Would you transcribe the records word for word, please?

--- RECORDS PROVIDED ---
====
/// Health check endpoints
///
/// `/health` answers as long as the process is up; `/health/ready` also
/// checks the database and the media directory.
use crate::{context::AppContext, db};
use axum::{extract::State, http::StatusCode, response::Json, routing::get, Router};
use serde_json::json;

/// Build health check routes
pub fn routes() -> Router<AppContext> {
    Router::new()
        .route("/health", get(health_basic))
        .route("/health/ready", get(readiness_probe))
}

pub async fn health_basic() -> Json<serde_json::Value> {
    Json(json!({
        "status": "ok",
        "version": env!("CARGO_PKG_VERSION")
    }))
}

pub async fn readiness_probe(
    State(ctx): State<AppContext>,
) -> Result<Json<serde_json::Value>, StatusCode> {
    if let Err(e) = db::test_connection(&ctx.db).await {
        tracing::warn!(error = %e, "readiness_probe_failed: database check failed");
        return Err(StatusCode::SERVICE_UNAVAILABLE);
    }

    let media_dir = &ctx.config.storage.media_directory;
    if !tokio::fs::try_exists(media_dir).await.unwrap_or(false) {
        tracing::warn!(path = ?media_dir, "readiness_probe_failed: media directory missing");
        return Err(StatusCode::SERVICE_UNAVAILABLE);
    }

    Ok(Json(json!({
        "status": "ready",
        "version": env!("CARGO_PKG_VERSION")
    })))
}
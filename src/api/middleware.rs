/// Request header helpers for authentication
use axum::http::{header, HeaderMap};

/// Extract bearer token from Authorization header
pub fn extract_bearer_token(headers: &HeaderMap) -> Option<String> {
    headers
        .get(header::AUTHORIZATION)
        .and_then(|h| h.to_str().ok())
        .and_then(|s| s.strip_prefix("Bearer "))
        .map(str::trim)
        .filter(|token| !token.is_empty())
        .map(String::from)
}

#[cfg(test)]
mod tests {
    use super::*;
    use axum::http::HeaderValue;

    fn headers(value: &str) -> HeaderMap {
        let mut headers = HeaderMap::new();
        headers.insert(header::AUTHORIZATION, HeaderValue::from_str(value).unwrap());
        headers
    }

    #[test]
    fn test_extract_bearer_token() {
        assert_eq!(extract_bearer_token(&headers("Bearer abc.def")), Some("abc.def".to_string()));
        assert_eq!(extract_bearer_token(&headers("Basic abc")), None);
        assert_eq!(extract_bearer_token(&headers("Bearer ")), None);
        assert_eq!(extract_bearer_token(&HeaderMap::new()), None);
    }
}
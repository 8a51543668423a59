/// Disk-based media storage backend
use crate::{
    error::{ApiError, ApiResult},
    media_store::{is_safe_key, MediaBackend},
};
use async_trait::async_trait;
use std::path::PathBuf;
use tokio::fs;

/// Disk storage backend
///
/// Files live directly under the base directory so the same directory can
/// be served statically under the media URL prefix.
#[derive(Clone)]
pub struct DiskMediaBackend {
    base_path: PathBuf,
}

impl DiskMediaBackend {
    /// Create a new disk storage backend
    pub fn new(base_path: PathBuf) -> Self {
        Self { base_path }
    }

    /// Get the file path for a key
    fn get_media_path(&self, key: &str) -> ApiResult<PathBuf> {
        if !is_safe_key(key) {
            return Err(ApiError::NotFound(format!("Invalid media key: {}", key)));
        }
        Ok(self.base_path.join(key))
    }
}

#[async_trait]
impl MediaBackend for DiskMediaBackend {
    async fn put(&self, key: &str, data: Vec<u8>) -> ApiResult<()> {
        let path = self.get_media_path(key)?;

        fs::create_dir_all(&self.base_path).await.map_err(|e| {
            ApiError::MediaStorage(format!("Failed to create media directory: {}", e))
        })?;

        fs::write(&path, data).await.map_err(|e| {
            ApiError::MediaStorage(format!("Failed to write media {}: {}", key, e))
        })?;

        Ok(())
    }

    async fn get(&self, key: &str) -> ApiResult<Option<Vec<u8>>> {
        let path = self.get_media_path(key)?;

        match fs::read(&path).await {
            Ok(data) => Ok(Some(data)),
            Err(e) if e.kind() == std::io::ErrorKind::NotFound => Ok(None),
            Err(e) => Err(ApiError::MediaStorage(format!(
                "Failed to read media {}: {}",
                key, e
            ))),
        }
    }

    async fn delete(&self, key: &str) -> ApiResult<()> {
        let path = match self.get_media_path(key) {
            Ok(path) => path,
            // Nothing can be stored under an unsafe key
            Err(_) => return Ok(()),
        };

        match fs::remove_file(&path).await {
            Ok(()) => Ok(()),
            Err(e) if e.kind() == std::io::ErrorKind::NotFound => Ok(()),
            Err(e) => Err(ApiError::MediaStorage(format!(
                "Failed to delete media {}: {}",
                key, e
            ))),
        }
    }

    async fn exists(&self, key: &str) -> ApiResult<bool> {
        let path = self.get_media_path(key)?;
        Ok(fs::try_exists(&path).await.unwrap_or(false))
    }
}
====
--- WRITTEN SOLUTION ---
/// Health check endpoints
///
/// `/health` answers as long as the process is up; `/health/ready` also
/// checks the database and the media directory.
use crate::{context::AppContext, db};
use axum::{extract::State, http::StatusCode, response::Json, routing::get, Router};
use serde_json::json;

/// Build health check routes
pub fn routes() -> Router<AppContext> {
    Router::new()
        .route("/health", get(health_basic))
        .route("/health/ready", get(readiness_probe))
}

pub async fn health_basic() -> Json<serde_json::Value> {
    Json(json!({
        "status": "ok",
        "version": env!("CARGO_PKG_VERSION")
    }))
}

pub async fn readiness_probe(
    State(ctx): State<AppContext>,
) -> Result<Json<serde_json::Value>, StatusCode> {
    if let Err(e) = db::test_connection(&ctx.db).await {
        tracing::warn!(error = %e, "readiness_probe_failed: database check failed");
        return Err(StatusCode::SERVICE_UNAVAILABLE);
    }

    let media_dir = &ctx.config.storage.media_directory;
    if !tokio::fs::try_exists(media_dir).await.unwrap_or(false) {
        tracing::warn!(path = ?media_dir, "readiness_probe_failed: media directory missing");
        return Err(StatusCode::SERVICE_UNAVAILABLE);
    }

    Ok(Json(json!({
        "status": "ready",
        "version": env!("CARGO_PKG_VERSION")
    })))
}
filename src/api/middleware.rs
/// Request header helpers for authentication
use axum::http::{header, HeaderMap};

/// Extract bearer token from Authorization header
pub fn extract_bearer_token(headers: &HeaderMap) -> Option<String> {
    headers
        .get(header::AUTHORIZATION)
        .and_then(|h| h.to_str().ok())
        .and_then(|s| s.strip_prefix("Bearer "))
        .map(str::trim)
        .filter(|token| !token.is_empty())
        .map(String::from)
}

#[cfg(test)]
mod tests {
    use super::*;
    use axum::http::HeaderValue;

    fn headers(value: &str) -> HeaderMap {
        let mut headers = HeaderMap::new();
        headers.insert(header::AUTHORIZATION, HeaderValue::from_str(value).unwrap());
        headers
    }

    #[test]
    fn test_extract_bearer_token() {
        assert_eq!(extract_bearer_token(&headers("Bearer abc.def")), Some("abc.def".to_string()));
        assert_eq!(extract_bearer_token(&headers("Basic abc")), None);
        assert_eq!(extract_bearer_token(&headers("Bearer ")), None);
        assert_eq!(extract_bearer_token(&HeaderMap::new()), None);
    }
}
repository 8a51543668423a59
/// Disk-based media storage backend
use crate::{
    error::{ApiError, ApiResult},
    media_store::{is_safe_key, MediaBackend},
};
use async_trait::async_trait;
use std::path::PathBuf;
use tokio::fs;

/// Disk storage backend
///
/// Files live directly under the base directory so the same directory can
/// be served statically under the media URL prefix.
#[derive(Clone)]
pub struct DiskMediaBackend {
    base_path: PathBuf,
}

impl DiskMediaBackend {
    /// Create a new disk storage backend
    pub fn new(base_path: PathBuf) -> Self {
        Self { base_path }
    }

    /// Get the file path for a key
    fn get_media_path(&self, key: &str) -> ApiResult<PathBuf> {
        if !is_safe_key(key) {
            return Err(ApiError::NotFound(format!("Invalid media key: {}", key)));
        }
        Ok(self.base_path.join(key))
    }
}

#[async_trait]
impl MediaBackend for DiskMediaBackend {
    async fn put(&self, key: &str, data: Vec<u8>) -> ApiResult<()> {
        let path = self.get_media_path(key)?;

        fs::create_dir_all(&self.base_path).await.map_err(|e| {
            ApiError::MediaStorage(format!("Failed to create media directory: {}", e))
        })?;

        fs::write(&path, data).await.map_err(|e| {
            ApiError::MediaStorage(format!("Failed to write media {}: {}", key, e))
        })?;

        Ok(())
    }

    async fn get(&self, key: &str) -> ApiResult<Option<Vec<u8>>> {
        let path = self.get_media_path(key)?;

        match fs::read(&path).await {
            Ok(data) => Ok(Some(data)),
            Err(e) if e.kind() == std::io::ErrorKind::NotFound => Ok(None),
            Err(e) => Err(ApiError::MediaStorage(format!(
                "Failed to read media {}: {}",
                key, e
            ))),
        }
    }

    async fn delete(&self, key: &str) -> ApiResult<()> {
        let path = match self.get_media_path(key) {
            Ok(path) => path,
            // Nothing can be stored under an unsafe key
            Err(_) => return Ok(()),
        };

        match fs::remove_file(&path).await {
            Ok(()) => Ok(()),
            Err(e) if e.kind() == std::io::ErrorKind::NotFound => Ok(()),
            Err(e) => Err(ApiError::MediaStorage(format!(
                "Failed to delete media {}: {}",
                key, e
            ))),
        }
    }

    async fn exists(&self, key: &str) -> ApiResult<bool> {
        let path = self.get_media_path(key)?;
        Ok(fs::try_exists(&path).await.unwrap_or(false))
    }
}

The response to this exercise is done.